| To do |
Go through the data and report how many lines include the word "Mutex", giving only the number.

(Saved data entries)
######
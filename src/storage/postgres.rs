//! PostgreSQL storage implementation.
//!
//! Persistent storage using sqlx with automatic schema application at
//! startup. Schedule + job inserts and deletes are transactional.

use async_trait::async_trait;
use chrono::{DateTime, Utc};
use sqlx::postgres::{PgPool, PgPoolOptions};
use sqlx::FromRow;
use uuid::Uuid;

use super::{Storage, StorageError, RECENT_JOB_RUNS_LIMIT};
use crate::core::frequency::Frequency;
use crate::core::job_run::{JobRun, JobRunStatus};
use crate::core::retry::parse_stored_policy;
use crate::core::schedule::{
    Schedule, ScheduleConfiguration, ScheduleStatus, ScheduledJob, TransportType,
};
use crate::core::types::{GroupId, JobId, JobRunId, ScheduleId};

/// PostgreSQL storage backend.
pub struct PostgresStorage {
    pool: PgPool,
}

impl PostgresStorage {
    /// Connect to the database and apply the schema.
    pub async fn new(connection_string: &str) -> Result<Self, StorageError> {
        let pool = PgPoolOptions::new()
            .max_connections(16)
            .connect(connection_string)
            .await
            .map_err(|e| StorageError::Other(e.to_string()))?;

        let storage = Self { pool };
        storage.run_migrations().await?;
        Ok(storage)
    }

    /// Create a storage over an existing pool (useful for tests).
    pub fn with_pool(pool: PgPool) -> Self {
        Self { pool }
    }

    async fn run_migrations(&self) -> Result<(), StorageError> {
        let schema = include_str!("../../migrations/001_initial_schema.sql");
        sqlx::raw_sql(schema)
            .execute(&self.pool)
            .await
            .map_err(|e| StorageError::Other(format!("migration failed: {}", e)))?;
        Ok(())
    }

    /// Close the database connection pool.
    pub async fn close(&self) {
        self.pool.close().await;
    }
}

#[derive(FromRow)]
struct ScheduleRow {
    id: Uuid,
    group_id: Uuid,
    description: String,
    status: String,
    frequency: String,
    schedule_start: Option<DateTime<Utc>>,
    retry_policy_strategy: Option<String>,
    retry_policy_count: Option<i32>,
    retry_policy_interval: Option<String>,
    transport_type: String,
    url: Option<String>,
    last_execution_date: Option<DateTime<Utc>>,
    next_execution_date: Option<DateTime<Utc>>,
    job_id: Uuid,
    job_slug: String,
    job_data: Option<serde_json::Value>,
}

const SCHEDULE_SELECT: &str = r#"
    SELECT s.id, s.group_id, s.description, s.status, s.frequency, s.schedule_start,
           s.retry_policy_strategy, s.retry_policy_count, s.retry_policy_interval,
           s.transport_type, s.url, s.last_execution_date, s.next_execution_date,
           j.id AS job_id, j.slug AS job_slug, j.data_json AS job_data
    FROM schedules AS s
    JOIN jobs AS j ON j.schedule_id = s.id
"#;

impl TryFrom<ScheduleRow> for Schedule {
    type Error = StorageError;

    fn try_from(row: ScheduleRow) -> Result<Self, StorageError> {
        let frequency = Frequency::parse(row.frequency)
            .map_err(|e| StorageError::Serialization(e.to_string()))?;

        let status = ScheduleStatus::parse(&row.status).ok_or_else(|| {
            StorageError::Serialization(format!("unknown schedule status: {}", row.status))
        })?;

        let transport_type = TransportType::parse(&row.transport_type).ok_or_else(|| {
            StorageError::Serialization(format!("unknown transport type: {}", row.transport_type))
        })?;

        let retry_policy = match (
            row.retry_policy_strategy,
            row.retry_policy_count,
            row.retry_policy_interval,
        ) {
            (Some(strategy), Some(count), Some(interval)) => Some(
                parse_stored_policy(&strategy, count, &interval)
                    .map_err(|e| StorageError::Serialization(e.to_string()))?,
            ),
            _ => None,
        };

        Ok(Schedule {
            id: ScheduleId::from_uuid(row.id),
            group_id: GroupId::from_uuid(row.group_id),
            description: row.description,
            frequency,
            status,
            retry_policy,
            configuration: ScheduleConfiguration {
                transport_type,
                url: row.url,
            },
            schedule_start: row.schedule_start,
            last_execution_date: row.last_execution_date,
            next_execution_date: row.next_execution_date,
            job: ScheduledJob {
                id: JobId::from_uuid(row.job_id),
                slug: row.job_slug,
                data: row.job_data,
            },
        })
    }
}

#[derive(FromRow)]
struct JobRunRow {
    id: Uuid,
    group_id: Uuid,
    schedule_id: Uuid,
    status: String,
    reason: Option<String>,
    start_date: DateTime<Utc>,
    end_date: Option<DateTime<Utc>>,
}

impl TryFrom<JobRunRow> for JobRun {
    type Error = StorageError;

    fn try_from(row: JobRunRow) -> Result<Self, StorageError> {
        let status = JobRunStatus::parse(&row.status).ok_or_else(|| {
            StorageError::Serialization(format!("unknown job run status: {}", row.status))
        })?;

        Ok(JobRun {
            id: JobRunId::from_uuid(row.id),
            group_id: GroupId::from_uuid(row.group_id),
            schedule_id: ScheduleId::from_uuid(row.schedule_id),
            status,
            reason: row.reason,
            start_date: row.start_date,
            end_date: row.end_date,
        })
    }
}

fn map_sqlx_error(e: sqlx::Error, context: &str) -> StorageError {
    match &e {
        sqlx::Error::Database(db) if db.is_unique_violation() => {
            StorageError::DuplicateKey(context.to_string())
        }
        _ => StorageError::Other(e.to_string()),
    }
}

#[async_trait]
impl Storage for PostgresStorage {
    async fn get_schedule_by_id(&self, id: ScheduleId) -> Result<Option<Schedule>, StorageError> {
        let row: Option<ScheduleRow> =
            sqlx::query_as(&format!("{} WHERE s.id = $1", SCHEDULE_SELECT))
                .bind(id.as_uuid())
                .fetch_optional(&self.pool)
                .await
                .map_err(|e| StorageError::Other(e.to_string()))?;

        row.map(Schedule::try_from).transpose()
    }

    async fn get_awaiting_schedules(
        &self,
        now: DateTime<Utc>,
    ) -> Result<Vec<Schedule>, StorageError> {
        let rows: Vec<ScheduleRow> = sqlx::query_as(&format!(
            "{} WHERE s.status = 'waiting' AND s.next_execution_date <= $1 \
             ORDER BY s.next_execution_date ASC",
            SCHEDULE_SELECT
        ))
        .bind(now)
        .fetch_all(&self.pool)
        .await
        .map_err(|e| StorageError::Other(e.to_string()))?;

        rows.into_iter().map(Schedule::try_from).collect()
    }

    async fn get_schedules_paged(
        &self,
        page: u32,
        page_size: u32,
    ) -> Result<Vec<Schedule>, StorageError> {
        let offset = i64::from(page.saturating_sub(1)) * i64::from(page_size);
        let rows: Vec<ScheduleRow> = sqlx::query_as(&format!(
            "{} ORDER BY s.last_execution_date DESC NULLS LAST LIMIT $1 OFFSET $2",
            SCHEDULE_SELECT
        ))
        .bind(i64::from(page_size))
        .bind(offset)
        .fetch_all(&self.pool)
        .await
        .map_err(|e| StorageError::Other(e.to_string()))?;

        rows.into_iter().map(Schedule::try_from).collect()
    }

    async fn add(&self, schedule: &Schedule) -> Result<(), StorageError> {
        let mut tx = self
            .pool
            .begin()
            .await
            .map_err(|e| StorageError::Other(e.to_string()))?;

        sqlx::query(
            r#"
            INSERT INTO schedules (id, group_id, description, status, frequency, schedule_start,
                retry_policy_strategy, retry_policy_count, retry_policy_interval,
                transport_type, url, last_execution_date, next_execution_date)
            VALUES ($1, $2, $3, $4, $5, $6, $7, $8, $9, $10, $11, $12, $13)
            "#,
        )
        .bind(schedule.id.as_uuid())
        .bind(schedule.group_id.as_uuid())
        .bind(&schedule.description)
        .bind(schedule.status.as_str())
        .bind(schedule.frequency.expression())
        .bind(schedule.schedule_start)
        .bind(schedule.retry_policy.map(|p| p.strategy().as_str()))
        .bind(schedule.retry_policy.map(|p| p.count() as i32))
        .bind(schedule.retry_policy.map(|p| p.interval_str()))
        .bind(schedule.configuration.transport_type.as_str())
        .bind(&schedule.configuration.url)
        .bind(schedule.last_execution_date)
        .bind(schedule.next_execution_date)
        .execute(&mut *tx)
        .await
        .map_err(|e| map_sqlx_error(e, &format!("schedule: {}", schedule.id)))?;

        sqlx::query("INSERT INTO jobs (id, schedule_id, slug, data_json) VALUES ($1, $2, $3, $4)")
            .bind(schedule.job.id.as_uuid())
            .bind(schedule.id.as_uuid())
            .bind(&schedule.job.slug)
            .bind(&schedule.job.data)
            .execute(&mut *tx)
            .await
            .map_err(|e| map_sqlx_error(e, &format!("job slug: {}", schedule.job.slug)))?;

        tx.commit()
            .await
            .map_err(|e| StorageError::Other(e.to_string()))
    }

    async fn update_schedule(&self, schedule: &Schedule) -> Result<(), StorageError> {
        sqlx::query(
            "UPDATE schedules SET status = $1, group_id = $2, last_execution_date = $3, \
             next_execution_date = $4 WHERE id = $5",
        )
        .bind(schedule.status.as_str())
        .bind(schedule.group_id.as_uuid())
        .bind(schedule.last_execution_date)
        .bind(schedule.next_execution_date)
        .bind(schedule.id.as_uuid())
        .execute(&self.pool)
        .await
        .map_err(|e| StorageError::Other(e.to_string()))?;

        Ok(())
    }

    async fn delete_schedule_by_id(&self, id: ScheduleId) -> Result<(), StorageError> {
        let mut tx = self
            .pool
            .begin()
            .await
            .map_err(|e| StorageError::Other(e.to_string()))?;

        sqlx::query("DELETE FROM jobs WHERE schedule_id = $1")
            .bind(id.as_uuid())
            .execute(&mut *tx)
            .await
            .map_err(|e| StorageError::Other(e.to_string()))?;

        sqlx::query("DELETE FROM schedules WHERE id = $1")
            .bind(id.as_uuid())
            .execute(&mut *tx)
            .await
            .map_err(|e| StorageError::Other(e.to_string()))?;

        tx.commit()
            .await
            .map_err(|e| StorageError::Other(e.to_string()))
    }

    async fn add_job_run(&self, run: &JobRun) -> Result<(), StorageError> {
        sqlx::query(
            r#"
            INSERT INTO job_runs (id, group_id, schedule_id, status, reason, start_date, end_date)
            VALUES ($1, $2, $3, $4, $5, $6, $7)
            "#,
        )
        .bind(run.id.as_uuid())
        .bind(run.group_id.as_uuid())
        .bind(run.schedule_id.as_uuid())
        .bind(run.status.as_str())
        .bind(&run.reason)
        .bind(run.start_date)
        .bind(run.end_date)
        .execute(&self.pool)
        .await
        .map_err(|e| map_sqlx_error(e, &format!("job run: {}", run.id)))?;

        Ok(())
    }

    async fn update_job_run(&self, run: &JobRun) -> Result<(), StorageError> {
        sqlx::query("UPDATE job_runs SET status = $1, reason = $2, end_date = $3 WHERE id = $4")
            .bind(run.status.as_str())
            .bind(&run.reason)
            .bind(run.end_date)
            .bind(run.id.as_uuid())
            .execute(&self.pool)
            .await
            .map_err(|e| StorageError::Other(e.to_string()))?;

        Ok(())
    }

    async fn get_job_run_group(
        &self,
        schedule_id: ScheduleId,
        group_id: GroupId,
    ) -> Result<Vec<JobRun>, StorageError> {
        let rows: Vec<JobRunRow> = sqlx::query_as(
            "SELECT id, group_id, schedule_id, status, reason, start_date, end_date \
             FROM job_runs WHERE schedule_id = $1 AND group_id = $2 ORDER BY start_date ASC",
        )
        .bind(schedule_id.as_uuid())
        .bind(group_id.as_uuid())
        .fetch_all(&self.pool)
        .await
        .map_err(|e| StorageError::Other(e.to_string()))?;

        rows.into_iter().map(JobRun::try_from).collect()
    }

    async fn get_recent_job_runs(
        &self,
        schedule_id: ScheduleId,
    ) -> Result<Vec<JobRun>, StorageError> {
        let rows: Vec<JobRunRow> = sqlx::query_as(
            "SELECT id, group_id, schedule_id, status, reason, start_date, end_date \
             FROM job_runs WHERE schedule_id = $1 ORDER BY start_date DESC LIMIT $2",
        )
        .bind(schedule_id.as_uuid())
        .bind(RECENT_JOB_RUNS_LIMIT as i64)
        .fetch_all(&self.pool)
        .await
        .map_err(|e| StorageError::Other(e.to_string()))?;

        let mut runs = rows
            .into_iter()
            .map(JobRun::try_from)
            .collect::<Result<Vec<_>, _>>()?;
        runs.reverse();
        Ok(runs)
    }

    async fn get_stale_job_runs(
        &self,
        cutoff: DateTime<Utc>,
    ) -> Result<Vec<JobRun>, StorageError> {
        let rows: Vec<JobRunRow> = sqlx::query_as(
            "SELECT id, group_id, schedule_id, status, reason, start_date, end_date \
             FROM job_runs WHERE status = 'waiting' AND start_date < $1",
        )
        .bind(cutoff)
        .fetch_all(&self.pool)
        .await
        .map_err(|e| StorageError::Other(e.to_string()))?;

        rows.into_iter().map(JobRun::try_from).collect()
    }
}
######
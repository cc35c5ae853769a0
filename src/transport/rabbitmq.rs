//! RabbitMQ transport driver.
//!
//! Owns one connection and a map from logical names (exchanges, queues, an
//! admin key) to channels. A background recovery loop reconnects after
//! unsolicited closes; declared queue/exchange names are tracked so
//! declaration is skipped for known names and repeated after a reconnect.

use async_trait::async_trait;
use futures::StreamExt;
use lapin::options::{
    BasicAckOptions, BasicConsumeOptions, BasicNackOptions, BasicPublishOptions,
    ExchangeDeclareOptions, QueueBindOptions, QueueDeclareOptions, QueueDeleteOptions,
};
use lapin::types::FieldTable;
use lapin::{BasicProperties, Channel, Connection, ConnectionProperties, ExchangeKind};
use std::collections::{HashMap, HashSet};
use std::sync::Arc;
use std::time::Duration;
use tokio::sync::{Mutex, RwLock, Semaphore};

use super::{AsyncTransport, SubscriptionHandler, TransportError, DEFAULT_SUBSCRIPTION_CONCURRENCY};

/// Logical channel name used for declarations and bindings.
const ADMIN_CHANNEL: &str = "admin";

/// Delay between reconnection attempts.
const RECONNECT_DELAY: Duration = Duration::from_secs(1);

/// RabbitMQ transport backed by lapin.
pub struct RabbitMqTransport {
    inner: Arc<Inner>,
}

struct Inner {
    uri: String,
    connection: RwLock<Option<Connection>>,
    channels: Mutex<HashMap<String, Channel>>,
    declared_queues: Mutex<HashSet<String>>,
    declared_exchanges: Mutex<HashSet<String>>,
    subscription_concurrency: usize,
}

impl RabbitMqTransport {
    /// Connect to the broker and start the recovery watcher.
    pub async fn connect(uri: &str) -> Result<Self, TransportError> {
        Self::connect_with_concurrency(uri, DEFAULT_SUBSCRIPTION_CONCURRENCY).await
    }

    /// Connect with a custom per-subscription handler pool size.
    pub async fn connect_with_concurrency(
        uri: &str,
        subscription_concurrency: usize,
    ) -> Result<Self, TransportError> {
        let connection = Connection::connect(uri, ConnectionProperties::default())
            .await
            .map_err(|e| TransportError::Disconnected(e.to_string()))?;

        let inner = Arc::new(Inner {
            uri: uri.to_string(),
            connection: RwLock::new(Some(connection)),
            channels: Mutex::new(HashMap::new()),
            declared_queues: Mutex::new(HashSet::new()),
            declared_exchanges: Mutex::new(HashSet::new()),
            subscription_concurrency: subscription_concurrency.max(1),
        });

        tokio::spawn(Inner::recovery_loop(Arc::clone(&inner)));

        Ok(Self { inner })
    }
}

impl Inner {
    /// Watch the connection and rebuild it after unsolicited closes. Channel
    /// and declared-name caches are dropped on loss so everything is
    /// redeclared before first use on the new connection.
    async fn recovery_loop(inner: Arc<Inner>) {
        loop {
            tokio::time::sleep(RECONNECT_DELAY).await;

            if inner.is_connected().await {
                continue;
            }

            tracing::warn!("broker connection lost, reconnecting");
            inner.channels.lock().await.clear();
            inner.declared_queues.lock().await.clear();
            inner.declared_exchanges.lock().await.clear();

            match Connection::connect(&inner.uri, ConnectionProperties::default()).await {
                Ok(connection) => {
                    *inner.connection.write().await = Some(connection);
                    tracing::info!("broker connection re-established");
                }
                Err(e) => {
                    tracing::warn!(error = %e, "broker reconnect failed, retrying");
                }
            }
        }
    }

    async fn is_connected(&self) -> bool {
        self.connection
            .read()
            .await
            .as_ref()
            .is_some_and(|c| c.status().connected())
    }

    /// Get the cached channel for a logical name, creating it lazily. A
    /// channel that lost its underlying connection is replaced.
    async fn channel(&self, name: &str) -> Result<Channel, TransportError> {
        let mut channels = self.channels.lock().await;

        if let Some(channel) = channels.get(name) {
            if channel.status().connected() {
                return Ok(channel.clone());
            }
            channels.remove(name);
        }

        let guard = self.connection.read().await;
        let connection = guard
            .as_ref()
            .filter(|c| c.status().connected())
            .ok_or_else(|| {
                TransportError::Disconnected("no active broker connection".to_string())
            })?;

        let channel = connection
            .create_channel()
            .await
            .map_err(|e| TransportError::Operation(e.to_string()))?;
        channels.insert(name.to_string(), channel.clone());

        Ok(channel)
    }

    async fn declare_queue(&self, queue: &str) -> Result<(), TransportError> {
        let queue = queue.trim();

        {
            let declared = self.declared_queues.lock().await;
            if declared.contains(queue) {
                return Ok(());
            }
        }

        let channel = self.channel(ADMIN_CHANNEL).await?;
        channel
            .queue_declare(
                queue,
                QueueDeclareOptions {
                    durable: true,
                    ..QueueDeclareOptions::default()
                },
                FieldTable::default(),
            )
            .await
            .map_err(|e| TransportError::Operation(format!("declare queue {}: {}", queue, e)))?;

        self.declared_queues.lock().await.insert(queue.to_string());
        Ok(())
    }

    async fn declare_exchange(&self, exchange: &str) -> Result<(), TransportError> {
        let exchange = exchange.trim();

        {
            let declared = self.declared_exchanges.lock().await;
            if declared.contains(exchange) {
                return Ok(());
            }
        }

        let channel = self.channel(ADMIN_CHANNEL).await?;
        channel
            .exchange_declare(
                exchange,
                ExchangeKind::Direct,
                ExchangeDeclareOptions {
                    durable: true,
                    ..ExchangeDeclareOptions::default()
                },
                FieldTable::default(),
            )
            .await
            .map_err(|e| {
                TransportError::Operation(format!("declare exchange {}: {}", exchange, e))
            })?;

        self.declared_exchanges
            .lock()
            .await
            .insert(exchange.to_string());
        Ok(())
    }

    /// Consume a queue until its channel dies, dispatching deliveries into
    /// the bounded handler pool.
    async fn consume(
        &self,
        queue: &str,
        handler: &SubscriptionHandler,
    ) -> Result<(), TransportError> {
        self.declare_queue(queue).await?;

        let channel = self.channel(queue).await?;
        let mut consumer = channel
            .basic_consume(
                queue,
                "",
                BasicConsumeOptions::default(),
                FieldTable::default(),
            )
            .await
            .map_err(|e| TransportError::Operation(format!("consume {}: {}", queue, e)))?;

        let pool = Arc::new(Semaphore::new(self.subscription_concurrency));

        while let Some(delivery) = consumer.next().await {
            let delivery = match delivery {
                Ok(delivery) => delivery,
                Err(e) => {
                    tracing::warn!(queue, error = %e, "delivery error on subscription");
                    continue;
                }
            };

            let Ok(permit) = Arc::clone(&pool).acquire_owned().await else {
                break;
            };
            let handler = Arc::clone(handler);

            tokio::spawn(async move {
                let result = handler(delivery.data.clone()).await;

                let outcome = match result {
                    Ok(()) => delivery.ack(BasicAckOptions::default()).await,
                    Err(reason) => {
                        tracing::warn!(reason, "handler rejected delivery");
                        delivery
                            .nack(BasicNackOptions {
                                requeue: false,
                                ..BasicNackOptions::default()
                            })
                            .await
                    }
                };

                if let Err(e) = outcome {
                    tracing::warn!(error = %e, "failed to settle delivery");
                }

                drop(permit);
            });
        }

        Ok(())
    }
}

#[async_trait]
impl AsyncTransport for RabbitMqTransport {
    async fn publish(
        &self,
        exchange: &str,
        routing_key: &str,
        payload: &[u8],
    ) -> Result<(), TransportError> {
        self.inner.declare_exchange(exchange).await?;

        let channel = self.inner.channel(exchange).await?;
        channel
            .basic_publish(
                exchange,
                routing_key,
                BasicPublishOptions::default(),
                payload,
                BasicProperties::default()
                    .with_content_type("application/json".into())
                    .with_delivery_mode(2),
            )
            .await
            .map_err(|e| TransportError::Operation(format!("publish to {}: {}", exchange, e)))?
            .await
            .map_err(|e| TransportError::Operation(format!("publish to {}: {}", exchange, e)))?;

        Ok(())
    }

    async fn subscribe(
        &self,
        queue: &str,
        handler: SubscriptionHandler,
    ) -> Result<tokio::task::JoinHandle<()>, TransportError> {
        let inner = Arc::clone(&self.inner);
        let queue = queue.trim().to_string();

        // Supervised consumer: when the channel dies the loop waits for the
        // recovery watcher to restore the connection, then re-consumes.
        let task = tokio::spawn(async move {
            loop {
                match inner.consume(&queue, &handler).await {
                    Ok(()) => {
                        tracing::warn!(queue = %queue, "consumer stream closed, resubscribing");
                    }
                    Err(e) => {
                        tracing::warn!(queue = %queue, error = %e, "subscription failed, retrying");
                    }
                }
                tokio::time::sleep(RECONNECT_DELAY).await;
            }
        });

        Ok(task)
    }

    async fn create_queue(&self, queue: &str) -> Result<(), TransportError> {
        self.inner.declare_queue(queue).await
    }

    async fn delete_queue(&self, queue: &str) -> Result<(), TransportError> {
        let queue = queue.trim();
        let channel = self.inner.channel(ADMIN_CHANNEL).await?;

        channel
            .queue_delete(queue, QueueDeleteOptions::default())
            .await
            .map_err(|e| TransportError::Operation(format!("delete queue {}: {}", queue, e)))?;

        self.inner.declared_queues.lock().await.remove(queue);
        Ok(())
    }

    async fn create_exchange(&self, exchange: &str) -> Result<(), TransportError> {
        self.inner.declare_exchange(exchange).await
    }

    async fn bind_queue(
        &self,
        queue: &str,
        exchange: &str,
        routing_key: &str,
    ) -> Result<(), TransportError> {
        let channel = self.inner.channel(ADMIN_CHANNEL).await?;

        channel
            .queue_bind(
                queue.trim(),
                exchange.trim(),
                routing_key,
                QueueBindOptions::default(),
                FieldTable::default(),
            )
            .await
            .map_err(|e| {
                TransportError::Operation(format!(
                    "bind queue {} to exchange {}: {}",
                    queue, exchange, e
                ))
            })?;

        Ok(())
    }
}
######
| Worked solution |
7